Fr McAnenly recalled recently celebrating a special Mass for a Dungannon lady, who had been confined to bed for 20 years afer suffering a stroke, and got chatting to her husband, who had gone to school with Romeo.
“He talked for ages about him,” said Fr McAnenly. “They were great school pals in the College here in Armagh over 70 years ago and Jim went on to talk about the great sportsman that Romeo was and I believe he was a great swimmer and a great runner and he was deeply involved with the Armagh Harriers for many years.
“I’m sure that he got to know many and many would have got to know him in and through the sports and I’ve no doubt that he made great friends through martial arts and the many other activities that he was involved in.”
Turning to his beloved roots, he said Romeo had always had a great interest in Italy.
“He learnt the language and he spoke it fluently, and fortunately, he and his family were able to holiday there many times over the years of his life.
“All in all, Romeo had a very full and a very active life and, as Ann herself said, he had a very happy life and I know that he was proud, justly proud of his children and also Leon his grandson.

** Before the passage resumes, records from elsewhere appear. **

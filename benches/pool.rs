//! Size-class pool benchmarks.
//!
//! Run with: `cargo bench --bench pool`

use std::hint::black_box;

use criterion::{BenchmarkId, Criterion, Throughput, criterion_group, criterion_main};
use poolcache::store::pool::PoolAllocator;
use poolcache::traits::Allocator;

const SLOTS: usize = 1024;

// ============================================================================
// Allocate / Deallocate
// ============================================================================

fn bench_allocate_release(c: &mut Criterion) {
    let mut group = c.benchmark_group("allocate_release");

    // prefilled slots push the first free bit further into the bitmap
    for fill in [0usize, SLOTS / 2, SLOTS - 1] {
        group.bench_with_input(BenchmarkId::new("prefilled", fill), &fill, |b, &fill| {
            let mut pool = PoolAllocator::new(SLOTS * 8, [8]).unwrap();
            let _held: Vec<_> = (0..fill).map(|_| pool.allocate(8).unwrap()).collect();
            b.iter(|| {
                let handle = pool.allocate(8).unwrap();
                pool.deallocate(black_box(handle)).unwrap();
            })
        });
    }
    group.finish();
}

// ============================================================================
// Typed Create / Destroy
// ============================================================================

fn bench_create_destroy(c: &mut Criterion) {
    let mut group = c.benchmark_group("create_destroy");
    group.throughput(Throughput::Elements(SLOTS as u64));

    group.bench_function("string", |b| {
        let size = size_of::<String>();
        let mut pool = PoolAllocator::new(SLOTS * size, [size]).unwrap();
        b.iter(|| {
            let values: Vec<_> = (0..SLOTS)
                .map(|i| pool.create(i.to_string()).unwrap())
                .collect();
            for value in values {
                pool.destroy(value).unwrap();
            }
        })
    });
    group.finish();
}

criterion_group!(benches, bench_allocate_release, bench_create_destroy);
criterion_main!(benches);
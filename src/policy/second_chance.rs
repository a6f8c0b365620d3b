//! Pool-backed second-chance cache.
//!
//! A bounded cache whose values are constructed from the lookup key on a miss
//! and live in a [`PoolAllocator`] slot. Recency is kept in a
//! [`SecondChanceQueue`]: hits only set a referenced bit, and eviction gives
//! every referenced entry one more trip through the queue before it can be
//! evicted.
//!
//! ## Architecture
//!
//! ```text
//! ┌─────────────────────────────────────────────────────────────────────────────┐
//! │                        PoolCache<K, A> Layout                               │
//! │                                                                             │
//! │   queue: SecondChanceQueue<Pooled<dyn KeyProvider<K>>>                      │
//! │                                                                             │
//! │     front                                                   back            │
//! │     ┌─────────┐   ┌─────────┐   ┌─────────┐   ┌─────────┐                   │
//! │     │ "c" r=0 │ ─ │ 42  r=1 │ ─ │ "a" r=0 │ ─ │ 'b' r=1 │                   │
//! │     └────┬────┘   └────┬────┘   └────┬────┘   └────┬────┘                   │
//! │          │             │             │             │      handles           │
//! │          ▼             ▼             ▼             ▼                        │
//! │   allocator: PoolAllocator                                                  │
//! │     ┌──────────────┬──────────────┬──────────────┐                          │
//! │     │ 4 B  [■][□]  │ 8 B  [■][□]  │ 24 B [■][■]  │  arena                   │
//! │     └──────────────┴──────────────┴──────────────┘                          │
//! └─────────────────────────────────────────────────────────────────────────────┘
//! ```
//!
//! ## Algorithm
//!
//! ```text
//! GET<T>(key):
//!   1. Scan queue front to back for an entry with value.matches(key)
//!   2. Hit:  set referenced = true, return value downcast to T
//!   3. Miss: if len == capacity:
//!              while back.referenced: move back to front, referenced = false
//!              destroy back through the allocator
//!            create T::from_key(key) in the allocator, push front, return it
//! ```
//!
//! A single `get` performs at most `capacity` requeues: requeueing clears the
//! bit, so once every entry that was referenced has been moved the back
//! entry is fresh and gets evicted.
//!
//! ## Ownership
//!
//! Every entry owns exactly one slot through its [`Pooled`] handle. The slot
//! goes back to the allocator when the entry is evicted, on
//! [`clear`](PoolCache::clear), or when the cache is dropped.
//!
//! ## Performance Characteristics
//!
//! | Operation  | Time   | Notes                                        |
//! |------------|--------|----------------------------------------------|
//! | `get` hit  | O(n)   | Linear key scan + bit set                    |
//! | `get` miss | O(n)   | Scan + at most `capacity` requeues + alloc   |
//! | `peek`     | O(n)   | Scan only, no bit set                        |
//! | `len`      | O(1)   |                                              |
//!
//! ## Example Usage
//!
//! ```
//! use poolcache::policy::second_chance::PoolCache;
//!
//! let mut cache: PoolCache<str> =
//!     PoolCache::with_pool(2, 256, [size_of::<String>()]).unwrap();
//!
//! cache.get::<String>("A").unwrap();
//! cache.get::<String>("B").unwrap();
//! cache.get::<String>("A").unwrap(); // A referenced
//! cache.get::<String>("C").unwrap(); // B evicted, A requeued
//!
//! assert!(cache.contains("A"));
//! assert!(!cache.contains("B"));
//! assert!(cache.contains("C"));
//! assert_eq!(cache.to_string(), "\"C\"<0> \"A\"<0> \n");
//! ```

use std::any::type_name;
use std::fmt;
use std::ptr::NonNull;
//! # Capability Traits
//!
//! The cache is generic over two capabilities: how stored values relate to
//! lookup keys ([`KeyProvider`]) and where those values live ([`Allocator`]).
//!
//! ## Architecture
//!
//! ```text
//!   ┌──────────────────────────────┐        ┌──────────────────────────────┐
//!   │      KeyProvider<K>          │        │         Allocator            │
//!   │                              │        │                              │
//!   │  from_key(&K) → Self         │        │  create<T>(T) → Pooled<T>    │
//!   │  matches(&self, &K) → bool   │        │  destroy<T>(Pooled<T>)       │
//!   │  (+ Debug, + AsAny)          │        │  resolve(&Pooled<T>) → &T    │
//!   └──────────────┬───────────────┘        │  resolve_mut → &mut T        │
//!                  │                        └──────────────┬───────────────┘
//!                  │   stored as                           │ implemented by
//!                  ▼   Pooled<dyn KeyProvider<K>>          ▼
//!   ┌─────────────────────────────────────────────────────────────────────┐
//!   │                        PoolCache<K, A>                              │
//!   │   get::<T>(&K) → &mut T   (checked downcast through AsAny)          │
//!   └─────────────────────────────────────────────────────────────────────┘
//! ```
//!
//! A single cache may hold values of several concrete types, all keyed by the
//! same `K`. Each entry is stored type-erased as `dyn KeyProvider<K>`; reading
//! it back as `T` goes through [`AsAny`], so asking for the wrong type fails
//! with [`CacheError::TypeMismatch`](crate::error::CacheError::TypeMismatch)
//! instead of reinterpreting memory.
//!
//! ## Example Usage
//!
//! ```
//! use poolcache::traits::KeyProvider;
//!
//! #[derive(Debug, PartialEq)]
//! struct Page {
//!     name: String,
//!     hits: u32,
//! }
//!
//! impl KeyProvider<str> for Page {
//!     fn from_key(key: &str) -> Self {
//!         Page { name: key.to_string(), hits: 0 }
//!     }
//!
//!     fn matches(&self, key: &str) -> bool {
//!         self.name == key
//!     }
//! }
//!
//! let page = Page::from_key("index");
//! assert!(page.matches("index"));
//! assert!(!page.matches("about"));
//! ```

use std::any::{Any, type_name};
use std::fmt;

use crate::error::AllocError;
use crate::store::handle::Pooled;

/// Dynamic-typing helpers for type-erased cache entries.
///
/// Blanket-implemented for every `'static` type; there is no need to
/// implement it by hand.
pub trait AsAny: Any {
    fn as_any(&self) -> &dyn Any;
    fn as_any_mut(&mut self) -> &mut dyn Any;
    /// Name of the concrete type behind the erased value.
    fn type_name(&self) -> &'static str;
}

impl<T: Any> AsAny for T {
    #[inline]
    fn as_any(&self) -> &dyn Any {
        self
    }

    #[inline]
    fn as_any_mut(&mut self) -> &mut dyn Any {
        self
    }

    #[inline]
    fn type_name(&self) -> &'static str {
        type_name::<T>()
    }
}

/// A value type that can be stored in a cache keyed by `K`.
///
/// The value is built from the key on a miss and must recognise that key on
/// later lookups. `Debug` is used by the cache's diagnostic rendering.
pub trait KeyProvider<K: ?Sized>: AsAny + fmt::Debug {
    /// Constructs the value for a cache miss on `key`.
    fn from_key(key: &K) -> Self
    where
        Self: Sized;

    /// Returns `true` if this value is the entry for `key`.
    fn matches(&self, key: &K) -> bool;
}

macro_rules! impl_key_provider_identity {
    ($($ty:ty),* $(,)?) => {
        $(
            impl KeyProvider<$ty> for $ty {
                #[inline]
                fn from_key(key: &$ty) -> Self {
                    *key
                }

                #[inline]
                fn matches(&self, key: &$ty) -> bool {
                    self == key
                }
            }
        )*
    };
}

impl_key_provider_identity!(
    u8, u16, u32, u64, u128, usize, i8, i16, i32, i64, i128, isize, char, bool
);

impl KeyProvider<str> for String {
    fn from_key(key: &str) -> Self {
        key.to_owned()
    }

    fn matches(&self, key: &str) -> bool {
        self == key
    }
}

impl KeyProvider<String> for String {
    fn from_key(key: &String) -> Self {
        key.clone()
    }

    fn matches(&self, key: &String) -> bool {
        self == key
    }
}

/// Typed construction and destruction of values in allocator-owned storage.
///
/// Values are handed out as unique [`Pooled`] handles. A handle is not
/// `Clone`; giving it back through [`destroy`](Allocator::destroy) moves slot
/// ownership back to the allocator. Access goes through the allocator so a
/// handle cannot outlive the storage it points into.
pub trait Allocator {
    /// Moves `value` into a fresh slot sized for `T`.
    ///
    /// Fails with [`AllocError::OutOfMemory`] when no slot of that size is
    /// available; `value` is dropped in that case.
    fn create<T>(&mut self, value: T) -> Result<Pooled<T>, AllocError>;

    /// Drops the value in place and releases its slot.
    ///
    /// A handle that is foreign to this allocator or stale is reported and the
    /// value is not dropped.
    fn destroy<T: ?Sized>(&mut self, value: Pooled<T>) -> Result<(), AllocError>;

    /// Borrows the value behind `value`.
    fn resolve<'a, T: ?Sized>(&'a self, value: &'a Pooled<T>) -> Result<&'a T, AllocError>;

    /// Mutably borrows the value behind `value`.
    fn resolve_mut<'a, T: ?Sized>(
        &'a mut self,
        value: &'a Pooled<T>,
    ) -> Result<&'a mut T, AllocError>;
}
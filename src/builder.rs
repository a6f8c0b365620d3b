//! Pool configuration and cache builder.
//!
//! [`PoolConfig`] describes the arena (block size plus the element sizes it
//! serves) and validates it; [`CacheBuilder`] combines it with the cache
//! capacity. Size classes can be given in bytes or derived from the value
//! types the cache will store.
//!
//! ## Example
//!
//! ```rust
//! use poolcache::builder::CacheBuilder;
//!
//! let mut cache = CacheBuilder::new(2)
//!     .block_size(256)
//!     .size_class_of::<u64>()
//!     .build::<u64>()
//!     .unwrap();
//!
//! assert_eq!(*cache.get::<u64>(&7).unwrap(), 7);
//! assert_eq!(cache.len(), 1);
//! ```

use std::fmt::Debug;

use crate::error::ConfigError;
use crate::policy::second_chance::PoolCache;
use crate::store::pool::PoolAllocator;

/// Block size used when none is configured.
pub const DEFAULT_BLOCK_SIZE: usize = 4096;

/// Arena layout for a [`PoolAllocator`].
#[derive(Debug, Clone, PartialEq, Eq)]
pub struct PoolConfig {
    block_size: usize,
    size_classes: Vec<usize>,
}

impl PoolConfig {
    pub fn new(block_size: usize) -> Self {
        Self {
            block_size,
            size_classes: Vec::new(),
        }
    }

    /// Adds an element size in bytes. Duplicates are allowed and collapse.
    pub fn with_size_class(mut self, size: usize) -> Self {
        self.size_classes.push(size);
        self
    }

    /// Adds the size of `T` as an element size.
    pub fn with_size_class_of<T>(self) -> Self {
        self.with_size_class(size_of::<T>())
    }

    #[inline]
    pub fn block_size(&self) -> usize {
        self.block_size
    }

    /// Size classes in insertion order, as configured.
    pub fn size_classes(&self) -> &[usize] {
        &self.size_classes
    }

    /// Size classes sorted ascending with duplicates removed.
    pub fn normalized_classes(&self) -> Vec<usize> {
        let mut sizes = self.size_classes.clone();
        sizes.sort_unstable();
        sizes.dedup();
        sizes
    }

    /// Checks that every class fits at least one element per block.
    pub fn validate(&self) -> Result<(), ConfigError> {
        if self.block_size == 0 {
            return Err(ConfigError::new("block size must be > 0"));
        }
        for &size in &self.size_classes {
            if size == 0 {
                return Err(ConfigError::new("size class must be > 0"));
            }
            if size > self.block_size {
                return Err(ConfigError::new(format!(
                    "size class {} exceeds block size {}",
                    size, self.block_size
                )));
            }
        }
        let classes = self.normalized_classes().len();
        let arena_len = self
            .block_size
            .checked_mul(classes)
            .ok_or_else(|| ConfigError::new("arena size overflows usize"))?;
        if arena_len > isize::MAX as usize {
            return Err(ConfigError::new("arena size exceeds isize::MAX"));
        }
        Ok(())
    }
}

impl Default for PoolConfig {
    fn default() -> Self {
        Self::new(DEFAULT_BLOCK_SIZE)
    }
}

/// Builder for a [`PoolCache`] backed by a [`PoolAllocator`].
#[derive(Debug, Clone)]
pub struct CacheBuilder {
    capacity: usize,
    pool: PoolConfig,
}

impl CacheBuilder {
    /// Starts a builder for a cache holding at most `capacity` entries.
    pub fn new(capacity: usize) -> Self {
        Self {
            capacity,
            pool: PoolConfig::default(),
        }
    }

    pub fn block_size(mut self, block_size: usize) -> Self {
        self.pool.block_size = block_size;
        self
    }

    pub fn size_class(mut self, size: usize) -> Self {
        self.pool = self.pool.with_size_class(size);
        self
    }

    /// Adds a size class fitting values of type `T`.
    pub fn size_class_of<T>(self) -> Self {
        self.size_class(size_of::<T>())
    }

    /// Replaces the whole pool configuration.
    pub fn config(mut self, pool: PoolConfig) -> Self {
        self.pool = pool;
        self
    }

    pub fn pool_config(&self) -> &PoolConfig {
        &self.pool
    }

    /// Builds the pool and the cache.
    pub fn build<K>(self) -> Result<PoolCache<K>, ConfigError>
    where
        K: ?Sized + Debug + 'static,
    {
        let pool = PoolAllocator::from_config(&self.pool)?;
        PoolCache::new(self.capacity, pool)
    }
}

“I know that the name Romeo Forte will live on for time to come and not just here in Armagh but far beyond.
“He will be remembered as being one of Armagh’s great sons who brought wonderful life and joy to so many, one of this city’s greatest musicians. What a tribute to him, the fact that he continued to pass on that gift and share his love of music with others right to the end.
“Even in the last few days as he lay in bed so very ill and as the family played music beside him, he lifted his hand on a few occasions and imagined that he was playing.”
After Saturday’s funeral Mass, Romeo was cremated at Lakelands Crematorium.
To his wife, Ann, son Anton, daughter Sharon, daughter-in-law Ali, son-in-law Pete, grandson Leon, brothers-in-law, sisters-in-law, nephews, nieces, family circle and friends, our deepest sympathy is extended at this time. RIP.